━━━━━ Extracted records
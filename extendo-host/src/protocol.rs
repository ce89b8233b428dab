use extendo_core_models::TriggerReason;
use serde::{Deserialize, Serialize};
use serde_json::Value;

/// Frames the host writes to the browser relay.
#[derive(Clone, Debug, Serialize, Deserialize, PartialEq)]
#[serde(tag = "kind")]
pub enum HostFrame {
    #[serde(rename = "peer.request")]
    PeerRequest {
        request_id: String,
        peer_id: String,
        message: Value,
    },
    #[serde(rename = "port.open")]
    PortOpen {
        port_id: String,
        peer_id: String,
        name: String,
    },
    /// `response` is null when no handler claimed the message.
    #[serde(rename = "runtime.response")]
    RuntimeResponse { request_id: String, response: Value },
}

/// Frames the browser relay writes to the host.
#[derive(Clone, Debug, Serialize, Deserialize, PartialEq)]
#[serde(tag = "kind")]
pub enum RelayFrame {
    #[serde(rename = "peer.response")]
    PeerResponse {
        request_id: String,
        ok: bool,
        #[serde(default)]
        reply: Option<Value>,
        #[serde(default)]
        error: Option<String>,
    },
    #[serde(rename = "port.message")]
    PortMessage { port_id: String, message: Value },
    #[serde(rename = "port.disconnect")]
    PortDisconnect {
        port_id: String,
        #[serde(default)]
        error: Option<String>,
    },
    #[serde(rename = "lifecycle")]
    Lifecycle { event: LifecycleEvent },
    #[serde(rename = "alarm")]
    Alarm { name: String },
    #[serde(rename = "runtime.message")]
    RuntimeMessage { request_id: String, message: Value },
}

#[derive(Clone, Copy, Debug, Serialize, Deserialize, PartialEq, Eq)]
#[serde(rename_all = "lowercase")]
pub enum LifecycleEvent {
    Installed,
    Startup,
    Manual,
}

impl LifecycleEvent {
    pub fn trigger_reason(&self) -> TriggerReason {
        match self {
            LifecycleEvent::Installed => TriggerReason::Installed,
            LifecycleEvent::Startup => TriggerReason::Startup,
            LifecycleEvent::Manual => TriggerReason::Manual,
        }
    }
}

#[cfg(test)]
mod tests {
    use super::*;
    use serde_json::json;

    #[test]
    fn host_frames_are_tagged_by_kind() {
        let frame = HostFrame::PortOpen {
            port_id: "p1".into(),
            peer_id: "peer".into(),
            name: "blackiya.events.v1".into(),
        };
        assert_eq!(
            serde_json::to_value(&frame).unwrap(),
            json!({"kind": "port.open", "port_id": "p1", "peer_id": "peer", "name": "blackiya.events.v1"})
        );
    }

    #[test]
    fn relay_frames_parse_with_optional_fields() {
        let failed: RelayFrame = serde_json::from_value(json!({
            "kind": "peer.response", "request_id": "r1", "ok": false,
            "error": "Could not establish connection. Receiving end does not exist."
        }))
        .unwrap();
        assert!(matches!(
            failed,
            RelayFrame::PeerResponse { ok: false, reply: None, error: Some(_), .. }
        ));

        let closed: RelayFrame =
            serde_json::from_value(json!({"kind": "port.disconnect", "port_id": "p1"})).unwrap();
        assert_eq!(
            closed,
            RelayFrame::PortDisconnect {
                port_id: "p1".into(),
                error: None
            }
        );

        let lifecycle: RelayFrame =
            serde_json::from_value(json!({"kind": "lifecycle", "event": "installed"})).unwrap();
        assert_eq!(
            lifecycle,
            RelayFrame::Lifecycle {
                event: LifecycleEvent::Installed
            }
        );
    }

    #[test]
    fn unknown_kind_is_rejected() {
        assert!(serde_json::from_value::<RelayFrame>(json!({"kind": "tab.closed"})).is_err());
    }

    #[test]
    fn lifecycle_events_map_to_trigger_reasons() {
        assert_eq!(LifecycleEvent::Startup.trigger_reason(), TriggerReason::Startup);
        assert_eq!(LifecycleEvent::Manual.trigger_reason().as_str(), "manual");
    }
}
━━━━━━━━━━
» Brief: Count how many lines of the entries contain the word "PeerResponse"; only the number should appear in the reply.

» Completed task: 2